The history of Asheville, North Carolina, is a history of vacationing and just plain getting away from the rush and hubbub of urban life. It dates all the way back to the late 1800s, when George Washington Vanderbilt II became smitten with the mountains-rung town. Among the many draws was the curative mountain climate, which established it as a retreat for tuberculosis sufferers, F. Scott Fitzgerald not least among them. After his first visit, Vanderbilt bought 125,000 acres of land there because you can do that when you're a Vanderbilt. He built a home inspired by French Renaissance chateaus and today it still stands as the largest private residence in the nation. The Biltmore is easily the area’s biggest attraction, but it’s also been a destination for well-heeled travelers like Edith Wharton, Henry James, and an illustrious collection of presidents, from Theodore Roosevelt to Jimmy Carter to Barack Obama. But you certainly don’t have to be a celebrity to enjoy the town to its fullest today, as no fewer than 3.8 million visitors discover each year. Its location—a reasonable driving distance from Atlanta, Charlotte, Nashville, Greensboro, Durham, and many other cities—make it a primo pick for a weekend getaway, but thanks to its epic brewing scene, creative culinary pioneers, and all-around laid-back progressive spirit, chances are you’ll need more than a weekend to take it all in.  


GPI_Courtyard-flowers.jpg?mtime=20180322101205#asset:101036The posh Grove Park Inn is an architectural marvel that tells the history of Asheville. (Courtesy The Omni Grove Park Inn)

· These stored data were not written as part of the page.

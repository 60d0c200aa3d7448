//! Cursor movement for keyboard navigation.

use crossterm::event::KeyCode;
use tictactoe_engine::Position;

/// Moves the board cursor one cell for an arrow key.
///
/// The cursor stops at the board edges; other keys leave it in place.
pub fn move_cursor(cursor: Position, key: KeyCode) -> Position {
    let (row, col) = (cursor.row(), cursor.col());
    let (row, col) = match key {
        KeyCode::Up => (row.saturating_sub(1), col),
        KeyCode::Down => ((row + 1).min(2), col),
        KeyCode::Left => (row, col.saturating_sub(1)),
        KeyCode::Right => (row, (col + 1).min(2)),
        _ => (row, col),
    };
    Position::from_row_col(row, col).unwrap_or(cursor)
}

The Biltmore is perhaps the city's most high profile tourist attraction, but a sense of early 20th century extravagance is also on display at the Grove Park Inn, which has welcomed guests as notable as Eleanor Roosevelt and Henry Ford. (They're all featured in the portrait gallery in the Great Hall, aka: lobby). Today the inn is a luxury property with a 43,000-square-foot spa, pools, and amenities fit for Saudi royalty, but it also has a museum like quality that's available to anyone. The centerpiece of the Great Hall is an antique grandfather clock worth about $1 million. After you take in the jaw-dropping views from the terrace, head upstairs in the old-timey elevator, complete with an operator, to the Palm Court, one of the first atrium-style hotel lobbies. It's decked out with original Arts and Crafts style handmade furniture as well as photographs that chronicle the circa-1913 construction of this architectural marvel. (Think: mules, wagons, ropes, 10,000-pound granite boulders, and 400 men working 10-hour shifts six days a week.) And while you're there, take note: there's a restaurant on the terrace, so make a plan to stay for dinner during sunset. 

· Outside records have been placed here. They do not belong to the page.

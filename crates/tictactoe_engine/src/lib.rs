//! Tic-tac-toe engine with move history and time travel.
//!
//! # Architecture
//!
//! - **Types**: [`Mark`], [`Cell`], [`Board`] and [`Position`]
//! - **Rules**: pure functions for winning lines, full boards and the cell
//!   filled between two boards
//! - **Timeline**: the game engine. It keeps every board since game start,
//!   lets the viewer jump to any of them, and derives the status line and
//!   move list from the viewed board
//! - **Invariants**: properties of a timeline checked after each move in
//!   debug builds
//!
//! # Example
//!
//! ```
//! use tictactoe_engine::Timeline;
//!
//! let mut game = Timeline::new();
//! game.play(0);
//! game.play(4);
//! assert_eq!(game.status().to_string(), "Next player: X");
//!
//! game.jump_to(0);
//! game.play(8);
//! assert_eq!(game.history().len(), 2);
//! ```

#![warn(missing_docs)]
#![forbid(unsafe_code)]

mod error;
pub mod invariants;
mod move_list;
mod position;
pub mod rules;
mod status;
mod timeline;
mod types;

pub use error::MoveError;
pub use invariants::{Invariant, InvariantSet, InvariantViolation, TimelineInvariants};
pub use move_list::MoveEntry;
pub use position::Position;
pub use rules::{Line, calculate_winner, find_move};
pub use status::GameStatus;
pub use timeline::Timeline;
pub use types::{Board, Cell, Mark};
//! History-backed game engine with time travel.
//!
//! A [`Timeline`] keeps every board from the empty start to the latest move
//! and a cursor into that list. Playing from an earlier board discards the
//! boards after it, so only the active branch survives.

use super::error::MoveError;
use super::invariants::{InvariantSet, TimelineInvariants};
use super::move_list::MoveEntry;
use super::rules::{self, Line};
use super::status::GameStatus;
use super::{Board, Mark, Position};
use serde::{Deserialize, Serialize};
use tracing::{debug, instrument, warn};

/// Tic-tac-toe engine state: board history plus the viewed move.
#[derive(Debug, Clone, PartialEq, Eq, Serialize, Deserialize)]
pub struct Timeline {
    history: Vec<Board>,
    current_move: usize,
}

impl Timeline {
    /// Creates a timeline holding only the empty board.
    #[instrument]
    pub fn new() -> Self {
        Self {
            history: vec![Board::new()],
            current_move: 0,
        }
    }

    /// Discards all history and starts over.
    #[instrument(skip(self), fields(moves = self.history.len() - 1))]
    pub fn reset(&mut self) {
        debug!("Resetting timeline");
        *self = Self::new();
    }

    /// Plays the mover's mark at cell `index` (0-8).
    ///
    /// Off-board cells, occupied cells and decided boards are ignored.
    #[instrument(skip(self), fields(current_move = self.current_move))]
    pub fn play(&mut self, index: usize) {
        let result = Position::from_index(index)
            .ok_or(MoveError::CellOutOfRange(index))
            .and_then(|pos| self.try_play(pos));
        if let Err(e) = result {
            debug!(error = %e, "Move ignored");
        }
    }

    /// Plays at `pos`, reporting why the move was rejected.
    ///
    /// On success the history past the viewed board is dropped, the new
    /// board is appended and becomes the viewed one.
    ///
    /// # Errors
    ///
    /// - [`MoveError::GameDecided`] if the viewed board has a winning line.
    /// - [`MoveError::CellOccupied`] if `pos` is already marked.
    #[instrument(skip(self), fields(current_move = self.current_move))]
    pub fn try_play(&mut self, pos: Position) -> Result<Position, MoveError> {
        let board = self.current_board();

        if rules::calculate_winner(board).is_some() {
            return Err(MoveError::GameDecided);
        }
        if !board.is_empty(pos) {
            return Err(MoveError::CellOccupied(pos));
        }

        let mark = self.next_mark();
        let next = board.with_mark(pos, mark);

        let discarded = self.history.len() - self.current_move - 1;
        if discarded > 0 {
            debug!(discarded, "Dropping boards past the viewed move");
        }
        self.history.truncate(self.current_move + 1);
        self.history.push(next);
        self.current_move = self.history.len() - 1;

        debug!(%mark, position = %pos, move_number = self.current_move, "Move played");
        debug_assert!(
            TimelineInvariants::check_all(self).is_ok(),
            "timeline invariants violated after play"
        );

        Ok(pos)
    }

    /// Views the board at history index `index`.
    ///
    /// Indices past the end of history are ignored.
    #[instrument(skip(self))]
    pub fn jump_to(&mut self, index: usize) {
        if let Err(e) = self.try_jump_to(index) {
            warn!(error = %e, "Jump ignored");
        }
    }

    /// Views the board at history index `index`, reporting an invalid target.
    ///
    /// # Errors
    ///
    /// [`MoveError::MoveOutOfRange`] if `index >= history().len()`.
    #[instrument(skip(self))]
    pub fn try_jump_to(&mut self, index: usize) -> Result<(), MoveError> {
        if index >= self.history.len() {
            return Err(MoveError::MoveOutOfRange {
                requested: index,
                len: self.history.len(),
            });
        }
        self.current_move = index;
        debug!(current_move = index, "Jumped");
        Ok(())
    }

    /// Views the previous board, if there is one.
    pub fn step_back(&mut self) {
        if let Some(prev) = self.current_move.checked_sub(1) {
            self.jump_to(prev);
        }
    }

    /// Views the next board, if there is one.
    pub fn step_forward(&mut self) {
        if self.current_move + 1 < self.history.len() {
            self.jump_to(self.current_move + 1);
        }
    }

    /// The board being viewed.
    pub fn current_board(&self) -> &Board {
        &self.history[self.current_move]
    }

    /// Every board from game start to the latest move.
    pub fn history(&self) -> &[Board] {
        &self.history
    }

    /// Index of the viewed board in history.
    pub fn current_move(&self) -> usize {
        self.current_move
    }

    /// Mark that moves from the viewed board.
    pub fn next_mark(&self) -> Mark {
        Mark::for_move(self.current_move)
    }

    /// The first complete line on the viewed board.
    pub fn winning_line(&self) -> Option<Line> {
        rules::calculate_winner(self.current_board())
    }

    /// Status of the viewed board.
    pub fn status(&self) -> GameStatus {
        let board = self.current_board();
        if let Some(line) = rules::calculate_winner(board)
            && let Some(mark) = line.mark_on(board)
        {
            return GameStatus::Won { mark, line };
        }
        if rules::is_full(board) {
            return GameStatus::Draw;
        }
        GameStatus::InProgress {
            next: self.next_mark(),
        }
    }

    /// One entry per board in history, in ascending order.
    pub fn move_list(&self) -> Vec<MoveEntry> {
        self.history
            .iter()
            .enumerate()
            .map(|(index, board)| MoveEntry {
                index,
                position: index
                    .checked_sub(1)
                    .and_then(|prev| rules::find_move(board, &self.history[prev])),
                is_current: index == self.current_move,
            })
            .collect()
    }
}

impl Default for Timeline {
    fn default() -> Self {
        Self::new()
    }
}

#[cfg(test)]
mod tests {
    use super::*;
    use crate::Cell;

    fn played(moves: &[usize]) -> Timeline {
        let mut timeline = Timeline::new();
        for m in moves {
            timeline.play(*m);
        }
        timeline
    }

    #[test]
    fn test_new_timeline() {
        let timeline = Timeline::new();
        assert_eq!(timeline.history().len(), 1);
        assert_eq!(timeline.current_move(), 0);
        assert_eq!(timeline.current_board(), &Board::new());
        assert_eq!(timeline.status().to_string(), "Next player: X");
    }

    #[test]
    fn test_play_places_mover_mark_only() {
        let mut timeline = played(&[4]);
        let before = timeline.current_board().clone();
        timeline.play(0);

        let after = timeline.current_board();
        assert_eq!(after.get(Position::TopLeft), Cell::Occupied(Mark::O));
        for pos in Position::ALL.into_iter().filter(|p| *p != Position::TopLeft) {
            assert_eq!(after.get(pos), before.get(pos));
        }
    }

    #[test]
    fn test_try_play_reports_reason() {
        let mut timeline = played(&[0]);
        assert_eq!(
            timeline.try_play(Position::TopLeft),
            Err(MoveError::CellOccupied(Position::TopLeft))
        );

        let mut won = played(&[0, 3, 1, 4, 2]);
        assert_eq!(won.try_play(Position::BottomRight), Err(MoveError::GameDecided));
    }

    #[test]
    fn test_off_board_play_is_ignored() {
        let mut timeline = played(&[0]);
        let before = timeline.clone();
        timeline.play(9);
        assert_eq!(timeline, before);
    }

    #[test]
    fn test_jump_out_of_range_is_ignored() {
        let mut timeline = played(&[0, 1]);
        assert_eq!(
            timeline.try_jump_to(3),
            Err(MoveError::MoveOutOfRange { requested: 3, len: 3 })
        );
        timeline.jump_to(7);
        assert_eq!(timeline.current_move(), 2);
    }

    #[test]
    fn test_step_back_and_forward_stay_in_range() {
        let mut timeline = played(&[0, 1]);
        timeline.step_forward();
        assert_eq!(timeline.current_move(), 2);
        timeline.step_back();
        timeline.step_back();
        timeline.step_back();
        assert_eq!(timeline.current_move(), 0);
        timeline.step_forward();
        assert_eq!(timeline.current_move(), 1);
    }

    #[test]
    fn test_status_follows_viewed_board() {
        let mut timeline = played(&[0, 3, 1, 4, 2]);
        assert_eq!(timeline.status().to_string(), "Winner: X");
        timeline.jump_to(4);
        assert_eq!(timeline.status().to_string(), "Next player: X");
        timeline.jump_to(1);
        assert_eq!(timeline.status().to_string(), "Next player: O");
    }

    #[test]
    fn test_move_list_positions() {
        let timeline = played(&[4, 8]);
        let labels: Vec<String> = timeline.move_list().iter().map(|e| e.to_string()).collect();
        assert_eq!(
            labels,
            vec![
                "Go to game start",
                "Go to move #1 (1, 1)",
                "You are at move #2 (2, 2)",
            ]
        );
    }

    #[test]
    fn test_reset() {
        let mut timeline = played(&[0, 1, 2]);
        timeline.reset();
        assert_eq!(timeline, Timeline::new());
    }
}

There are plenty of people and places that have put Asheville on the national radar as a must-do foodie destination, but easily one of its biggest attractions is its beer. So much beer. It’s often referred to, in fact, as Beer City, USA because there are more breweries per capita than any other city in the USA. Not bad for a city of about 90,000. One of the star players is Wicked Weed. As a northerner, I hadn’t heard of the brewery because its beers haven’t been available far outside North Carolina, but that’s about to change thanks to its recent acquisition by AB-InBev, the colossus that owns Budweiser and Corona. Not to worry, though, it won’t affect the Funktorium, Wicked Weed’s industrial-chic taproom. In addition to being one of the most fantastically named beer joints in America, they are devoted exclusively to sour beers. There’s an astounding selection of sour beers, the style that Wicked Weed made its name with. With barrels aging in the back and a fun gift shop so you can take a few bottles for the road, this is a place where the hardcore beer nerd can geek out (each selection on a menu board includes the pH level and the type of barrel it’s aged in) but it’s laid-back enough that novices can feel comfortable asking questions. The community has become such a leading light that gargantuan brands like Sierra Nevada and New Belgium Brewing have established east coast operations here. Tours are offered and they’re free.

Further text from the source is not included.